You are an aquatic backpack
That rides to the front
For nine months
Of that who will
Give birth to you
 
Mystery pearl
Miraculous cargo
You are more than just
Flesh and bones
You are my happiness
 
Sleep on...my child
12 / CIPITIO
A legendary character from El Salvador’s folklore revolving Around other legends and characters such as the Siguanaba witch And the Cadejo dog. Cipitio derives from the Mayan-Nahuatl word for child : Cipit, Cipitl or Cipote.
 
CIPITIO
(English Version)Amilcar, Amilcar Was a kid, 
A hard headed rascal and glutton.

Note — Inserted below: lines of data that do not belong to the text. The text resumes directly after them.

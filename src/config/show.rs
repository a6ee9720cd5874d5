use crate::config::ResolvedConfig;
use std::io::Write;

/// Render `config show` output.
pub fn render_show<W: Write>(w: &mut W, config: &ResolvedConfig) -> std::io::Result<()> {
    if config.loaded_files.is_empty() {
        writeln!(w, "Loaded config files: (none)")?;
    } else {
        writeln!(w, "Loaded config files:")?;
        for (i, path) in config.loaded_files.iter().enumerate() {
            writeln!(w, "  {}. {}", i + 1, path.display())?;
        }
    }
    writeln!(w)?;

    writeln!(w, "Resolved settings:")?;
    for (key, source) in config.provenance.sorted_entries() {
        writeln!(w, "  {}: {} <- {}", key, value_for_key(config, key), source)?;
    }

    if !config.ignore_patterns.is_empty() {
        writeln!(w)?;
        writeln!(w, "Ignore file patterns:")?;
        for pattern in &config.ignore_patterns {
            writeln!(w, "  {pattern}")?;
        }
    }

    Ok(())
}

fn value_for_key(config: &ResolvedConfig, key: &str) -> String {
    match key {
        "defaults.format" => config.format.to_string(),
        "defaults.quiet" => config.quiet.to_string(),
        "defaults.include_tests" => config.include_tests.to_string(),
        "targeting.include" => format!("{:?}", config.include),
        "targeting.exclude" => format!("{:?}", config.exclude),
        "frameworks.enabled" => {
            let names: Vec<&str> = config.frameworks.iter().map(|f| f.tag()).collect();
            format!("{names:?}")
        }
        "watch.debounce_ms" => config.debounce_ms.to_string(),
        _ => "(unknown)".to_string(),
    }
}
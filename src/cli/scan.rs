use crate::cli::ScanOptions;
use crate::config::resolve::{resolve_config, CliOverrides};
use crate::config::ResolvedConfig;
use crate::errors::{Result, RouteScanError};
use crate::index::{DiskSource, EndpointIndex, ScanReport};
use crate::output::json::Metadata;
use crate::output::OutputFormat;
use crate::parse::{Endpoint, ParserRegistry};
use clap::Args;
use std::io::Write;
use std::path::{Path, PathBuf};
use std::sync::Arc;
use std::time::{Duration, Instant};

#[derive(Debug, Args)]
pub struct ScanArgs {
    /// Directory to scan
    pub path: PathBuf,

    #[command(flatten)]
    pub options: ScanOptions,
}

#[derive(Debug, Args)]
pub struct SearchArgs {
    /// Case-insensitive text matched against path, method, owner, handler and framework
    pub query: String,

    /// Directory to scan
    pub path: PathBuf,

    #[command(flatten)]
    pub options: ScanOptions,
}

/// Resolved configuration, disk source and index for one root directory.
pub struct Session {
    pub root: PathBuf,
    pub config: ResolvedConfig,
    pub source: DiskSource,
    pub index: EndpointIndex,
}

impl Session {
    pub fn open(path: &Path, overrides: &CliOverrides) -> Result<Self> {
        let root = path
            .canonicalize()
            .map_err(|_| RouteScanError::NoFiles {
                path: path.to_path_buf(),
            })?;
        let config = resolve_config(&root, overrides)?;
        let source = DiskSource::new(
            &root,
            &config.include,
            &config.exclude_patterns(),
            config.include_tests,
        )?;
        let registry = Arc::new(ParserRegistry::with_frameworks(&config.frameworks));
        tracing::debug!("Enabled parsers: {:?}", registry.frameworks());
        Ok(Self {
            root,
            config,
            source,
            index: EndpointIndex::new(registry),
        })
    }

    /// Full scan behind a spinner (unless quiet).
    pub fn scan(&self) -> ScanReport {
        let progress = if !self.config.quiet {
            let pb = indicatif::ProgressBar::new_spinner();
            if let Ok(style) = indicatif::ProgressStyle::default_spinner()
                .template("{spinner:.green} Scanning {msg} ({elapsed})")
            {
                pb.set_style(style);
            }
            pb.set_message(self.root.display().to_string());
            pb.enable_steady_tick(Duration::from_millis(80));
            Some(pb)
        } else {
            None
        };

        let report = self.index.full_scan(&self.source);

        if let Some(pb) = progress {
            pb.finish_and_clear();
        }
        report
    }

    /// Print endpoints in the configured format.
    pub fn print<W: Write>(
        &self,
        writer: &mut W,
        report: &ScanReport,
        endpoints: &[Endpoint],
        query: Option<&str>,
        elapsed: Duration,
    ) -> Result<()> {
        match self.config.format {
            OutputFormat::Json => {
                let mut metadata =
                    Metadata::from_report(&self.root, report, elapsed.as_millis() as u64);
                metadata.query = query.map(str::to_string);
                crate::output::json::write_scan_json(writer, metadata, endpoints)?;
            }
            OutputFormat::Text => {
                crate::output::text::write_endpoints_text(writer, &self.root, endpoints)?;
            }
        }
        Ok(())
    }
}

pub fn run_scan(args: &ScanArgs) -> Result<()> {
    scan_and_print(&args.path, &args.options, None)
}

pub fn run_search(args: &SearchArgs) -> Result<()> {
    scan_and_print(&args.path, &args.options, Some(&args.query))
}

fn scan_and_print(path: &Path, options: &ScanOptions, query: Option<&str>) -> Result<()> {
    let start = Instant::now();
    let session = Session::open(path, &options.overrides())?;
    let report = session.scan();

    if report.files_scanned == 0 {
        return Err(RouteScanError::NoFiles { path: session.root });
    }

    let endpoints = match query {
        Some(q) => session.index.filter(q),
        None => session.index.all_endpoints(),
    };

    let elapsed = start.elapsed();
    let mut stdout = std::io::stdout();
    session.print(&mut stdout, &report, &endpoints, query, elapsed)?;

    if !session.config.quiet {
        let matched = match query {
            Some(q) => format!(" ({} matching '{}')", endpoints.len(), q),
            None => String::new(),
        };
        eprintln!(
            "Found {} endpoints{} in {} of {} files in {:.2}s",
            report.endpoint_count,
            matched,
            report.files_matched,
            report.files_scanned,
            elapsed.as_secs_f64()
        );
    }

    Ok(())
}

He didn’t like bathing nor doing his homework,
 only watching television: 
nailed to his Nintendo! 
 
 At midnight he used to get up from bed and would go to the kitchen, 
to eat pupusas*, 
the family breakfast!
 And in the morning his mama would ask:
 who ate the pupusas? 
 Amilcar responded, 
he swore and nearly convinced her: Oh mother, it wasn’t me! 
 
 Yet he had a huge belly before him, bigger than an elephant’s, 
roaring louder than a lion. 
 
 But one night, 
as usual he left his bed for the kitchen 
and what was his surprise?:
 he found Cipitio 
and that night Cipitio took him to the Devil’s Gate.
 
 "And so this happens for being hard headed you see,
 Cipitio took Amilcar away! 
So, all children that misbehave 
Cipitio will take them away!" 
 
Spoken word part:
 Let it be known and be aware that Cipitio is a character of excellent Cuscatlecan, Pipil-Mayan, Quiche or Lenca mythology. 
Only child of the so called Siguanaba (Sihuehuet), the beautiful princess who for unbridled passion and pernicious disobedience was transformed into a frightful witch by the sacred council of Mayan deities. 
 
 Cipitio: 
with his beaming blood shot eyes, his belly full of worms, his straw hat and his backward feet 
dedicated himself to the strange task of consuming ashes from wood stove homes.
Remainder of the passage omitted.